* [Work to complete] Repeat the lines of the data exactly, from the first one through the one that contains "use std::sync::Arc;".

* [Data shown]
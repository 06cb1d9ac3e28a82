//! State markers.

/// Greeting received, not yet logged in.
#[derive(Debug, Clone, Copy, Default)]
pub struct NotAuthenticated;

/// Logged in, no mailbox open.
#[derive(Debug, Clone, Copy, Default)]
pub struct Authenticated;

/// A mailbox is open; IDLE and UID FETCH are available.
#[derive(Debug, Clone, Copy, Default)]
pub struct Selected;
//! HTTP surface: feed creation and RSS reads.

use std::sync::Arc;
use std::time::Instant;

use axum::body::Bytes;
use axum::extract::{Path, Request, State};
use axum::http::{StatusCode, header};
use axum::middleware::{self, Next};
use axum::response::{Html, IntoResponse, Response};
use axum::routing::{get, post};
use axum::{Json, Router};
use mailfeed_core::FeedStore;
use serde::{Deserialize, Serialize};
use tracing::{error, info};

use crate::rate_limit::{self, RateLimiter};

const LANDING_PAGE: &str = include_str!("landing.html");

/// Builds the application router.
pub fn router(store: Arc<FeedStore>, limiter: Arc<RateLimiter>) -> Router {
    Router::new()
        .route("/", get(landing))
        .route(
            "/rss",
            post(create_feed).layer(middleware::from_fn_with_state(limiter, rate_limit::limit)),
        )
        .route("/rss/:id", get(read_feed))
        .layer(middleware::from_fn(log_request))
        .with_state(store)
}

#[derive(Debug, Deserialize)]
struct CreateFeed {
    name: String,
}

#[derive(Debug, Serialize)]
struct Created {
    email: String,
}

/// Handler failures and the status each maps to.
#[derive(Debug)]
enum ApiError {
    BadRequest(String),
    NotFound,
    Internal(mailfeed_core::Error),
}

impl IntoResponse for ApiError {
    fn into_response(self) -> Response {
        match self {
            Self::BadRequest(message) => (StatusCode::BAD_REQUEST, message).into_response(),
            Self::NotFound => (StatusCode::NOT_FOUND, "Feed not found\n").into_response(),
            Self::Internal(e) => {
                error!(error = %e, "request failed");
                (StatusCode::INTERNAL_SERVER_ERROR, "Internal error\n").into_response()
            }
        }
    }
}

impl From<mailfeed_core::Error> for ApiError {
    fn from(e: mailfeed_core::Error) -> Self {
        Self::Internal(e)
    }
}

async fn landing() -> Html<&'static str> {
    Html(LANDING_PAGE)
}

async fn create_feed(
    State(store): State<Arc<FeedStore>>,
    body: Bytes,
) -> Result<Json<Created>, ApiError> {
    let request: CreateFeed = serde_json::from_slice(&body)
        .map_err(|e| ApiError::BadRequest(format!("Invalid request body: {e}\n")))?;
    let name = request.name.trim();
    if name.is_empty() {
        return Err(ApiError::BadRequest("Feed name must not be empty\n".into()));
    }

    let record = store.create_feed(name).await?;
    Ok(Json(Created { email: record.id }))
}

async fn read_feed(
    State(store): State<Arc<FeedStore>>,
    Path(id): Path<String>,
) -> Result<Response, ApiError> {
    let xml = store.render(&id)?.ok_or(ApiError::NotFound)?;
    Ok(([(header::CONTENT_TYPE, "application/rss+xml")], xml).into_response())
}

async fn log_request(request: Request, next: Next) -> Response {
    let method = request.method().clone();
    let path = request.uri().path().to_string();
    let started = Instant::now();
    let response = next.run(request).await;
    info!(
        %method,
        %path,
        status = response.status().as_u16(),
        elapsed_ms = started.elapsed().as_millis(),
        "request"
    );
    response
}
//! Reduction of a message to one display string.

use crate::content_type::ContentType;
use crate::error::{Error, Result};
use crate::header::{Headers, split_header};
use crate::part::MimePart;

/// Decodes a message from its parsed top-level headers and raw body.
///
/// # Errors
///
/// - [`Error::UnsupportedEncoding`] if the top-level Content-Type is absent
///   or malformed.
/// - [`Error::NoRenderablePart`] for an alternative container without HTML
///   or plain text.
/// - Any error from building the part tree.
pub fn decode(headers: &Headers, body: &[u8]) -> Result<String> {
    let value = headers
        .get("content-type")
        .ok_or_else(|| Error::UnsupportedEncoding("missing Content-Type header".into()))?;
    let content_type = ContentType::parse(value)?;
    let tree = MimePart::parse(content_type, headers, body)?;
    render(&tree)
}

/// Decodes a complete message (header block, empty line, body).
///
/// # Errors
///
/// See [`decode`].
pub fn decode_message(raw: &[u8]) -> Result<String> {
    let (head, body) = split_header(raw);
    decode(&Headers::parse(head), body)
}

/// Picks the text to show for a part tree.
///
/// A leaf renders as its text. An alternative container renders as its
/// first HTML leaf, else its first plain-text leaf. Other containers render
/// every leaf, each preceded by `\n`.
///
/// # Errors
///
/// Returns [`Error::NoRenderablePart`] when an alternative container has
/// neither kind of leaf.
pub fn render(part: &MimePart) -> Result<String> {
    match part {
        MimePart::Leaf { text, .. } => Ok(text.clone()),
        MimePart::Container { content_type, .. } => {
            let leaves = part.leaves();
            if content_type.sub_type == "alternative" {
                let pick = |main: &str, sub: &str| {
                    leaves
                        .iter()
                        .find(|leaf| leaf.content_type().is(main, sub))
                        .and_then(|leaf| leaf.text())
                };
                return pick("text", "html")
                    .or_else(|| pick("text", "plain"))
                    .map(str::to_string)
                    .ok_or(Error::NoRenderablePart);
            }

            Ok(leaves
                .iter()
                .filter_map(|leaf| leaf.text())
                .fold(String::new(), |mut out, text| {
                    out.push('\n');
                    out.push_str(text);
                    out
                }))
        }
    }
}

* [Response below]
repository 06cb1d9ac3e28a82
//! State markers.

/// Greeting received, not yet logged in.
#[derive(Debug, Clone, Copy, Default)]
pub struct NotAuthenticated;

/// Logged in, no mailbox open.
#[derive(Debug, Clone, Copy, Default)]
pub struct Authenticated;

/// A mailbox is open; IDLE and UID FETCH are available.
#[derive(Debug, Clone, Copy, Default)]
pub struct Selected;
//! HTTP surface: feed creation and RSS reads.

use std::sync::Arc;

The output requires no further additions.